The Motion and Structure of Auroral Patches: A Neuroscientist's View

The term 'patchy aurora' refers to irregularly shaped 'blobs' that form a characteristic patch pattern in auroral image data. Patches are most often observed at mid to low auroral latitudes, equatorward of the peak in the proton aurora. One of the remarkable features of patchy aurora is the coherent and almost constant shape of the patches, which can be present for minutes at a time in the field of view of a single all sky camera. The structure of an individual patch is often maintained as it drifts in longitude through a camera field of view. This behavior is thought to be a consequence of plasma dynamics (and structure) in the region Earthward of the central plasma sheet. Here we present a comprehensive survey of the motion and shape of auroral patches as a function of latitude and MLT. Statistics are derived from a cross-disciplinary collaboration between the fields of neuroscience and space physics. Specifically, we employ a modified stereological approach to quantify length and orientation of patchy aurora.
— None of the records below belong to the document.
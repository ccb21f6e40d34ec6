//! Failure reason clustering.
//!
//! Free-text failure reasons are mapped onto a small taxonomy with an
//! ordered keyword table. The first rule with a matching keyword wins, so
//! rules whose keywords are substrings of broader ones must come first.

use super::ReasonCounting;
use crate::models::TeardownRecord;
use std::collections::{HashMap, HashSet};

/// A canonical category and the lower-case keywords that select it.
#[derive(Debug, Clone, Copy)]
pub struct ReasonRule {
    pub label: &'static str,
    pub keywords: &'static [&'static str],
}

/// Ordered clustering table.
pub const REASON_RULES: &[ReasonRule] = &[
    ReasonRule {
        label: "Poor Unit Economics",
        keywords: &["unit economics", "economics", "margins"],
    },
    ReasonRule {
        label: "No Product-Market Fit",
        keywords: &["product-market fit", "market fit", "no market need"],
    },
    ReasonRule {
        label: "High Customer Acquisition Costs",
        keywords: &["customer acquisition", "acquisition cost", "cac"],
    },
    ReasonRule {
        label: "Intense Competition",
        keywords: &["competition", "competitive"],
    },
    ReasonRule {
        label: "Legal/Regulatory Issues",
        keywords: &["legal", "compliance", "regulation"],
    },
    ReasonRule {
        label: "Funding/Cash Flow Problems",
        keywords: &["funding", "cash", "money", "financial"],
    },
    ReasonRule {
        label: "Team/Founder Issues",
        keywords: &["team", "founder", "co-founder"],
    },
    ReasonRule {
        label: "Scaling Challenges",
        keywords: &["scaling", "scale", "growth"],
    },
    ReasonRule {
        label: "Poor User Retention",
        keywords: &["retention", "churn"],
    },
    ReasonRule {
        label: "Monetization Problems",
        keywords: &["monetization", "revenue model", "pricing"],
    },
];

/// Map a raw failure reason to its canonical label.
///
/// Reasons that match no rule are returned verbatim, so callers must not
/// assume a closed set of labels.
pub fn normalize_reason(reason: &str) -> String {
    let lowered = reason.to_lowercase();

    REASON_RULES
        .iter()
        .find(|rule| rule.keywords.iter().any(|kw| lowered.contains(kw)))
        .map(|rule| rule.label.to_string())
        .unwrap_or_else(|| reason.to_string())
}

/// The `n` most frequent normalized reasons across a group of records.
///
/// Counting follows `counting` the same way the top failure reasons do.
/// Ties keep first-appearance order.
pub fn top_reasons(
    records: &[&TeardownRecord],
    counting: ReasonCounting,
    n: usize,
) -> Vec<String> {
    let mut order: Vec<String> = Vec::new();
    let mut counts: HashMap<String, usize> = HashMap::new();

    for record in records {
        let mut seen_in_record: HashSet<String> = HashSet::new();

        for reason in &record.failure_reasons {
            let normalized = normalize_reason(reason);
            if !seen_in_record.insert(normalized.clone())
                && counting == ReasonCounting::PerRecord
            {
                continue;
            }

            let count = counts.entry(normalized.clone()).or_insert(0);
            if *count == 0 {
                order.push(normalized);
            }
            *count += 1;
        }
    }

    // Stable sort keeps first appearance for equal counts
    order.sort_by_key(|reason| std::cmp::Reverse(counts[reason]));
    order.truncate(n);
    order
}

#[cfg(test)]
mod tests {
    use super::*;

    #[test]
    fn test_known_reasons() {
        assert_eq!(normalize_reason("Ran out of cash"), "Funding/Cash Flow Problems");
        assert_eq!(
            normalize_reason("Too much competition in the market"),
            "Intense Competition"
        );
        assert_eq!(
            normalize_reason("Founders had a falling out"),
            "Team/Founder Issues"
        );
        assert_eq!(normalize_reason("High CHURN"), "Poor User Retention");
    }

    #[test]
    fn test_unmatched_reason_is_verbatim() {
        assert_eq!(normalize_reason("Alien invasion"), "Alien invasion");
        assert_eq!(normalize_reason(""), "");
    }

    #[test]
    fn test_first_rule_wins() {
        // "market fit" would match product-market fit, but economics comes first
        assert_eq!(
            normalize_reason("Bad economics and no market fit"),
            "Poor Unit Economics"
        );
        // "acquisition cost" is checked before "money"
        assert_eq!(
            normalize_reason("Customer acquisition burned money"),
            "High Customer Acquisition Costs"
        );
    }

    #[test]
    fn test_rule_labels_are_unique() {
        let mut labels: Vec<_> = REASON_RULES.iter().map(|r| r.label).collect();
        labels.sort_unstable();
        labels.dedup();
        assert_eq!(labels.len(), REASON_RULES.len());
    }

    #[test]
    fn test_top_reasons_ordering() {
        let mut a = TeardownRecord::named("A");
        a.failure_reasons = vec!["Alien invasion".into(), "ran out of cash".into()];
        let mut b = TeardownRecord::named("B");
        b.failure_reasons = vec!["no funding".into(), "churn".into()];

        let top = top_reasons(&[&a, &b], ReasonCounting::PerRecord, 3);

        assert_eq!(top[0], "Funding/Cash Flow Problems");
        assert_eq!(top[1], "Alien invasion");
        assert_eq!(top[2], "Poor User Retention");
        assert_eq!(top_reasons(&[&a, &b], ReasonCounting::PerRecord, 1).len(), 1);
    }

    #[test]
    fn test_top_reasons_follows_counting() {
        let mut a = TeardownRecord::named("A");
        a.failure_reasons = vec!["ran out of cash".into(), "no funding".into()];
        let mut b = TeardownRecord::named("B");
        b.failure_reasons = vec!["churn".into()];
        let mut c = TeardownRecord::named("C");
        c.failure_reasons = vec!["low retention".into()];

        let per_record = top_reasons(&[&a, &b, &c], ReasonCounting::PerRecord, 1);
        assert_eq!(per_record, vec!["Poor User Retention"]);

        let per_occurrence = top_reasons(&[&a, &b, &c], ReasonCounting::PerOccurrence, 1);
        assert_eq!(per_occurrence, vec!["Funding/Cash Flow Problems"]);
    }

    #[test]
    fn test_top_reasons_empty() {
        assert!(top_reasons(&[], ReasonCounting::PerRecord, 3).is_empty());
    }
}
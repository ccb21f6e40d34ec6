//! Browsing helpers: search, tag filtering and ordering of teardowns.

use crate::models::TeardownRecord;
use std::collections::BTreeSet;

/// Sort order for the record list.
#[derive(Debug, Clone, Copy, PartialEq, Eq, clap::ValueEnum)]
pub enum SortOrder {
    /// Alphabetical by name
    Name,
    /// Alphabetical by market
    Market,
    /// Lexical by duration text
    Duration,
    /// Most recently created first; undated records last
    Newest,
}

/// Filter applied before analytics.
#[derive(Debug, Clone, Default)]
pub struct CatalogFilter {
    /// Case-insensitive substring matched against name, market and short
    /// description.
    pub search: Option<String>,
    /// Exact tag the record must carry.
    pub tag: Option<String>,
}

impl CatalogFilter {
    /// Whether a record passes both the search and the tag filter.
    pub fn matches(&self, record: &TeardownRecord) -> bool {
        let matches_search = match self.search.as_deref().map(str::trim) {
            Some(term) if !term.is_empty() => {
                let term = term.to_lowercase();
                [&record.name, &record.market, &record.short_description]
                    .iter()
                    .any(|field| field.to_lowercase().contains(&term))
            }
            _ => true,
        };

        let matches_tag = match self.tag.as_deref() {
            Some(tag) => record.tags.iter().any(|t| t == tag),
            None => true,
        };

        matches_search && matches_tag
    }

    /// True when no filter criteria are set.
    pub fn is_empty(&self) -> bool {
        self.search.as_deref().map_or(true, |s| s.trim().is_empty()) && self.tag.is_none()
    }
}

/// Apply a filter and an optional ordering, returning a new list.
///
/// Without an ordering the store order is kept.
pub fn select(
    records: &[TeardownRecord],
    filter: &CatalogFilter,
    order: Option<SortOrder>,
) -> Vec<TeardownRecord> {
    let mut selected: Vec<TeardownRecord> = records
        .iter()
        .filter(|r| filter.matches(r))
        .cloned()
        .collect();

    if let Some(order) = order {
        sort_records(&mut selected, order);
    }
    selected
}

/// Sort records in place. The sort is stable.
pub fn sort_records(records: &mut [TeardownRecord], order: SortOrder) {
    match order {
        SortOrder::Name => records.sort_by(|a, b| a.name.cmp(&b.name)),
        SortOrder::Market => records.sort_by(|a, b| a.market.cmp(&b.market)),
        SortOrder::Duration => records.sort_by(|a, b| a.duration.cmp(&b.duration)),
        SortOrder::Newest => records.sort_by(|a, b| b.created_at.cmp(&a.created_at)),
    }
}

/// Every distinct tag across the collection, sorted.
pub fn all_tags(records: &[TeardownRecord]) -> Vec<String> {
    records
        .iter()
        .flat_map(|r| r.tags.iter().cloned())
        .collect::<BTreeSet<_>>()
        .into_iter()
        .collect()
}
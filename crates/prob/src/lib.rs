//! # Prob - Causal Queries over Discrete Bayesian Networks
//!
//! This crate learns conditional probability tables from possibly
//! incomplete samples and answers observational, interventional and
//! counterfactual queries about them.
//!
//! ## Core Concepts
//!
//! - **Networks own their structure**: a [`Network`] holds its [`Node`]s and
//!   an adjacency matrix; every other component borrows it for one call
//! - **Learning is EM**: [`ParameterLearner`] fills CPTs from sample counts,
//!   spreading missing values over the observed ones
//! - **Inference is exact**: [`ProbabilityEngine`] sums the product of CPT
//!   entries over every value combination of the queried nodes' unobserved
//!   ancestors
//! - **Interventions are graph surgery**: do(X=x) cuts X's incoming edges
//!   and fixes its value; [`InterventionManager`] journals every change so
//!   it can be undone
//! - **Counterfactuals use a twin network**: hypothetical copies of the
//!   intervened nodes and their descendants share the factual background
//!
//! ## Example: Observing vs Intervening
//!
//! ```rust
//! use causal_prob::{chain_network, QueryExecuter};
//!
//! // A → B → C
//! let mut net = chain_network().unwrap();
//! let mut exec = QueryExecuter::new();
//!
//! // P(A=1 | B=1): observing B tells us about A
//! exec.set_non_intervention(1u32, 1).set_condition(2u32, 1);
//! let observed = exec.execute(&mut net).unwrap().probability;
//! assert!((observed - 0.64).abs() < 1e-5);
//!
//! // P(A=1 | do(B=1)): forcing B does not
//! exec.set_non_intervention(1u32, 1).set_do_intervention(2u32, 1);
//! let forced = exec.execute(&mut net).unwrap().probability;
//! assert!((forced - 0.4).abs() < 1e-5);
//! ```

mod engine;
mod intervention;
mod learner;
mod network;
mod node;
mod query;

pub use causal_core::{CausalError, EngineConfig, InferenceConfig, LabeledMatrix, LearningConfig};
pub use engine::{MapEstimate, ProbabilityEngine};
pub use intervention::{Intervention, InterventionManager, TwinMap};
pub use learner::{refit_node, InitMethod, LearningReport, ParameterLearner, MISSING};
pub use network::{chain_network, sprinkler_network, Network, NetworkFormat};
pub use node::Node;
pub use query::{ExecState, NodeRef, Query, QueryExecuter, QueryResult};

/// Tolerance for probability comparisons.
pub const PROB_TOLERANCE: f32 = 1e-5;
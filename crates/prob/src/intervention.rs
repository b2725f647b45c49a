//! Reversible graph surgery.
//!
//! [`InterventionManager`] applies do-interventions, edge additions and
//! removals, node replacements and twin-network construction to a
//! caller-owned [`Network`],
//! keeping a journal of what it changed. The manager never holds on to
//! the network between calls; every apply and reverse borrows it anew.
//! [`InterventionManager::reverse_all`] undoes the journal last-in
//! first-out, so non-commuting mutations on the same node unwind exactly.

use std::collections::HashMap;

use causal_core::{CausalError, LabeledMatrix};

use crate::network::Network;
use crate::node::Node;

/// One mutation of a network.
#[derive(Debug, Clone, Copy, PartialEq, Eq)]
pub enum Intervention {
    /// Force `id` to the value at index `value` and cut its incoming edges.
    Do { id: u32, value: usize },
    /// Draw `source → target`.
    AddEdge { source: u32, target: u32 },
    /// Clear `source → target`.
    RemoveEdge { source: u32, target: u32 },
}

/// Factual node id → id of its hypothetical twin.
#[derive(Debug, Clone, Default, PartialEq, Eq)]
pub struct TwinMap {
    twins: HashMap<u32, u32>,
}

impl TwinMap {
    /// The twin of `factual`, if it was duplicated.
    pub fn get(&self, factual: u32) -> Option<u32> {
        self.twins.get(&factual).copied()
    }

    /// The factual node that `twin` was copied from.
    pub fn factual_of(&self, twin: u32) -> Option<u32> {
        self.twins
            .iter()
            .find(|(_, &t)| t == twin)
            .map(|(&f, _)| f)
    }

    /// The twin of `id`, or `id` itself when it is shared background.
    pub fn resolve(&self, id: u32) -> u32 {
        self.get(id).unwrap_or(id)
    }

    pub fn len(&self) -> usize {
        self.twins.len()
    }

    pub fn is_empty(&self) -> bool {
        self.twins.is_empty()
    }

    pub fn iter(&self) -> impl Iterator<Item = (u32, u32)> + '_ {
        self.twins.iter().map(|(&f, &t)| (f, t))
    }
}

/// Journal entry holding exactly what is needed to undo one mutation.
#[derive(Debug, Clone)]
enum Applied {
    Do {
        id: u32,
        cut: Vec<u32>,
        previous: Option<usize>,
    },
    Edge {
        source: u32,
        target: u32,
        existed: bool,
    },
    Twin {
        len: usize,
        adjacency: LabeledMatrix<u32>,
    },
    Replace {
        previous: Box<Node>,
    },
}

#[derive(Debug, Clone, Default)]
pub struct InterventionManager {
    journal: Vec<Applied>,
}

impl InterventionManager {
    pub fn new() -> Self {
        Self::default()
    }

    /// Number of mutations awaiting reversal.
    pub fn pending(&self) -> usize {
        self.journal.len()
    }

    pub fn apply(&mut self, net: &mut Network, intervention: Intervention) -> Result<(), CausalError> {
        tracing::debug!("Applying {:?}", intervention);
        match intervention {
            Intervention::Do { id, value } => {
                let node = net.node(id)?;
                if value >= node.value_count() {
                    return Err(CausalError::IndexOutOfRange {
                        row: 0,
                        col: value,
                        rows: node.number_of_parent_values(),
                        cols: node.value_count(),
                    });
                }
                let previous = node.forced();
                let cut = net.cut_parents(id)?;
                net.node_mut(id)?.set_forced(Some(value));
                self.journal.push(Applied::Do { id, cut, previous });
            }
            Intervention::AddEdge { source, target } => {
                let existed = net.has_edge(target, source)?;
                net.add_edge(target, source)?;
                self.journal.push(Applied::Edge {
                    source,
                    target,
                    existed,
                });
            }
            Intervention::RemoveEdge { source, target } => {
                let existed = net.has_edge(target, source)?;
                net.remove_edge(target, source)?;
                self.journal.push(Applied::Edge {
                    source,
                    target,
                    existed,
                });
            }
        }
        Ok(())
    }

    /// Duplicate every node reachable from `intervened` as a hypothetical
    /// twin.
    ///
    /// Twins get fresh ids above the current maximum and the factual name
    /// with a trailing `'`. A twin's parents are the twins of its factual
    /// parents where those were duplicated, and the shared factual parents
    /// otherwise, so both worlds read the same background nodes. Factual
    /// nodes are left untouched.
    pub fn build_twin(&mut self, net: &mut Network, intervened: &[u32]) -> Result<TwinMap, CausalError> {
        let len = net.len();
        let adjacency = net.adjacency().clone();
        match Self::duplicate(net, intervened) {
            Ok(map) => {
                tracing::debug!("Built twin network with {} hypothetical nodes", map.len());
                self.journal.push(Applied::Twin { len, adjacency });
                Ok(map)
            }
            Err(err) => {
                net.truncate(len, adjacency);
                Err(err)
            }
        }
    }

    fn duplicate(net: &mut Network, intervened: &[u32]) -> Result<TwinMap, CausalError> {
        let reached = net.descendants(intervened)?;
        let mut next = net.max_id().map_or(0, |id| id + 1);
        let mut map = TwinMap::default();
        for &id in &reached {
            map.twins.insert(id, next);
            next += 1;
        }

        let mut edges = Vec::new();
        for &id in &reached {
            let twin_id = map.resolve(id);
            let node = net.node(id)?;
            let cpt_parents = node.parent_ids().iter().map(|&p| map.resolve(p)).collect();
            let twin = node.twin(twin_id, format!("{}'", node.name()), cpt_parents);
            for parent in net.parents(id)? {
                edges.push((twin_id, map.resolve(parent)));
            }
            net.push_node(twin)?;
        }
        for (target, source) in edges {
            net.add_edge(target, source)?;
        }
        Ok(map)
    }

    /// Swap `node` in for the node with the same id and name, such as a
    /// copy whose CPT was re-fitted over a new parent.
    pub(crate) fn replace_node(&mut self, net: &mut Network, node: Node) -> Result<(), CausalError> {
        let slot = net.node_mut(node.id())?;
        if slot.name() != node.name() {
            return Err(CausalError::NameNotFound {
                name: node.name().to_string(),
            });
        }
        tracing::debug!("Replacing tables of {}", node.name());
        let previous = std::mem::replace(slot, node);
        self.journal.push(Applied::Replace {
            previous: Box::new(previous),
        });
        Ok(())
    }

    /// Undo the most recent mutation. Returns `false` if nothing was pending.
    pub fn reverse_last(&mut self, net: &mut Network) -> Result<bool, CausalError> {
        let Some(applied) = self.journal.pop() else {
            return Ok(false);
        };
        tracing::debug!("Reversing {:?}", applied);
        match applied {
            Applied::Do { id, cut, previous } => {
                for parent in cut {
                    net.add_edge(id, parent)?;
                }
                net.node_mut(id)?.set_forced(previous);
            }
            Applied::Edge {
                source,
                target,
                existed,
            } => {
                if existed {
                    net.add_edge(target, source)?;
                } else {
                    net.remove_edge(target, source)?;
                }
            }
            Applied::Twin { len, adjacency } => net.truncate(len, adjacency),
            Applied::Replace { previous } => {
                let slot = net.node_mut(previous.id())?;
                *slot = *previous;
            }
        }
        Ok(true)
    }

    /// Undo every pending mutation, newest first.
    ///
    /// A failing step is logged and skipped so the rest still unwind; the
    /// first failure is returned.
    pub fn reverse_all(&mut self, net: &mut Network) -> Result<(), CausalError> {
        let mut first_err = None;
        while !self.journal.is_empty() {
            if let Err(err) = self.reverse_last(net) {
                tracing::warn!("Failed to reverse intervention: {}", err);
                first_err.get_or_insert(err);
            }
        }
        first_err.map_or(Ok(()), Err)
    }
}
impl fmt::Display for Network {
    fn fmt(&self, f: &mut fmt::Formatter<'_>) -> fmt::Result {
        write!(f, "{}", self.adjacency)
    }
}

fn numbered_lines(text: &str) -> impl Iterator<Item = (usize, Vec<&str>)> {
    text.lines()
        .enumerate()
        .map(|(i, line)| (i + 1, line.split_whitespace().collect::<Vec<_>>()))
        .filter(|(_, tokens)| !tokens.is_empty())
}

fn malformed(line: usize, tokens: &[&str]) -> CausalError {
    CausalError::MalformedLine {
        line,
        content: tokens.join(" "),
    }
}

fn parse_id(line: usize, tokens: &[&str], at: usize) -> Result<u32, CausalError> {
    tokens
        .get(at)
        .and_then(|t| t.parse().ok())
        .ok_or_else(|| malformed(line, tokens))
}

fn node_fields<'t>(
    line: usize,
    tokens: &[&'t str],
    id_at: usize,
    name_at: usize,
) -> Result<(u32, &'t str), CausalError> {
    let id = parse_id(line, tokens, id_at)?;
    let name = tokens.get(name_at).ok_or_else(|| malformed(line, tokens))?;
    Ok((id, *name))
}

fn edge_fields(
    line: usize,
    tokens: &[&str],
    target_at: usize,
    source_at: usize,
) -> Result<(u32, u32), CausalError> {
    Ok((parse_id(line, tokens, target_at)?, parse_id(line, tokens, source_at)?))
}

/// Create a classic "sprinkler" network with hand-set CPTs.
///
/// Structure (ids in brackets, all variables binary `0`/`1`):
/// ```text
///      Cloudy [1]
///      ↙      ↘
/// Sprinkler [2] Rain [3]
///        ↘     ↙
///      WetGrass [4]
/// ```
pub fn sprinkler_network() -> Result<Network, CausalError> {
    let mut net = Network::new();
    net.load_tgf("1 Cloudy\n2 Sprinkler\n3 Rain\n4 WetGrass\n#\n2 1\n3 1\n4 2\n4 3\n")?;
    let binary = || (vec!["0".to_string(), "1".to_string()], false);
    let domains = (1..=4).map(|id| (id, binary())).collect();
    net.configure_tables(&domains)?;

    net.node_mut(1)?.set_distribution(0, &[0.5, 0.5])?;

    let sprinkler = net.node_mut(2)?;
    sprinkler.set_distribution(0, &[0.5, 0.5])?; // Not cloudy: 50% sprinkler
    sprinkler.set_distribution(1, &[0.9, 0.1])?; // Cloudy: 10% sprinkler

    let rain = net.node_mut(3)?;
    rain.set_distribution(0, &[0.8, 0.2])?;
    rain.set_distribution(1, &[0.2, 0.8])?;

    // Rows: S*2 + R
    let wet = net.node_mut(4)?;
    wet.set_distribution(0, &[1.0, 0.0])?;
    wet.set_distribution(1, &[0.2, 0.8])?;
    wet.set_distribution(2, &[0.1, 0.9])?;
    wet.set_distribution(3, &[0.01, 0.99])?;

    Ok(net)
}

/// Create a three-node chain `A [1] → B [2] → C [3]` with binary values.
pub fn chain_network() -> Result<Network, CausalError> {
    let mut net = Network::new();
    net.load_tgf("1 A\n2 B\n3 C\n#\n2 1\n3 2\n")?;
    let binary = || (vec!["0".to_string(), "1".to_string()], false);
    let domains = (1..=3).map(|id| (id, binary())).collect();
    net.configure_tables(&domains)?;

    net.node_mut(1)?.set_distribution(0, &[0.6, 0.4])?;
    let b = net.node_mut(2)?;
    b.set_distribution(0, &[0.7, 0.3])?;
    b.set_distribution(1, &[0.2, 0.8])?;
    let c = net.node_mut(3)?;
    c.set_distribution(0, &[0.9, 0.1])?;
    c.set_distribution(1, &[0.4, 0.6])?;

    Ok(net)
}
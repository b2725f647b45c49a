//! Chain Queries: learning and querying A → B → C
//!
//! Run with: RUST_LOG=debug cargo run -p causal-prob --example chain_queries
//!
//! This example demonstrates:
//! - Learning CPTs from samples with missing values
//! - Observational vs interventional queries
//! - A counterfactual query on a twin network
//! - A MAP query
//!
//! Key insight: conditioning on B tells us about A, forcing B does not.

use causal_prob::{
    CausalError, EngineConfig, LabeledMatrix, Network, NodeRef, ParameterLearner, QueryExecuter,
};
use tracing_subscriber::EnvFilter;

const SAMPLES: &str = "\
A 0 0 0 0 1 1 1 1 1 1 -1 1
B 0 0 0 1 1 1 1 1 0 1 1 -1
C 0 1 0 1 1 1 0 1 0 1 1 0
";

fn main() -> Result<(), CausalError> {
    tracing_subscriber::fmt()
        .with_env_filter(EnvFilter::from_default_env())
        .init();

    println!("=== Chain Queries ===\n");

    // -------------------------------------------------------------------------
    // 1. Structure and learning
    // -------------------------------------------------------------------------
    let mut net = Network::new();
    net.load_tgf("1 A\n2 B\n3 C\n#\n2 1\n3 2\n")?;
    println!("Adjacency (row = child, column = parent):\n{}\n", net);

    let config = EngineConfig::default();
    let data: LabeledMatrix<i32> = LabeledMatrix::parse_str(SAMPLES, false, true)?;
    let report = ParameterLearner::from_config(&config).learn(&mut net, &data)?;
    println!(
        "Learned in {} us: {} runs, difference {:.6}, initialization {:?}\n",
        report.time_in_microseconds(),
        report.number_of_runs(),
        report.difference(),
        report.method
    );
    for node in net.nodes() {
        println!("CPT of {}:\n{}\n", node.name(), node.cpt());
    }

    // -------------------------------------------------------------------------
    // 2. Observing vs intervening
    // -------------------------------------------------------------------------
    let mut exec = QueryExecuter::with_config(&config);

    exec.set_non_intervention(1u32, 1).set_condition(2u32, 1);
    let observed = exec.execute(&mut net)?;
    exec.set_non_intervention(1u32, 1).set_do_intervention(2u32, 1);
    let forced = exec.execute(&mut net)?;

    println!("P(A=1 | B=1)     = {:.4}", observed.probability);
    println!("P(A=1 | do(B=1)) = {:.4}", forced.probability);
    println!();

    // -------------------------------------------------------------------------
    // 3. Counterfactual: had B been 0, would C be 1, given C was 1?
    // -------------------------------------------------------------------------
    exec.set_do_intervention(NodeRef::Hypothetical(2), 0)
        .set_non_intervention(NodeRef::Hypothetical(3), 1)
        .set_condition(3u32, 1);
    let counterfactual = exec.execute(&mut net)?;
    println!("P(C'=1 | do(B'=0), C=1) = {:.4}", counterfactual.probability);
    println!("Nodes after the query: {}", net.len());
    println!();

    // -------------------------------------------------------------------------
    // 4. MAP
    // -------------------------------------------------------------------------
    exec.set_argmax(1u32).set_argmax(2u32).set_condition(3u32, 1);
    let map = exec.execute(&mut net)?;
    println!(
        "argmax(A, B | C=1) = {} with p = {:.4}",
        map.assignments.join(", "),
        map.probability
    );

    Ok(())
}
Stereological quantification has been successfully employed in biological systems, typically to estimate the size, shape, or number of objects within a specific region of interest. One of the central tenets of stereology is the random, systematic sampling method, which has been demonstrated to produce accurate results. We adopt a modified stereological procedure, using random, systematic sampling to produce an unbiased estimate of patch length and orientation within the aurora. The output of this procedure is also used to follow individual patches and produce velocity fields in a given image. These techniques allow us to quantify the evolution of both individual patches and the patchy aurora region as a whole. We also discuss the future possibility of using this technique to produce a semi-automated convection map for specific events. We assert that these maps will provide a time-evolving picture of the 2D convection velocity in the ionosphere with excellent space and time resolution.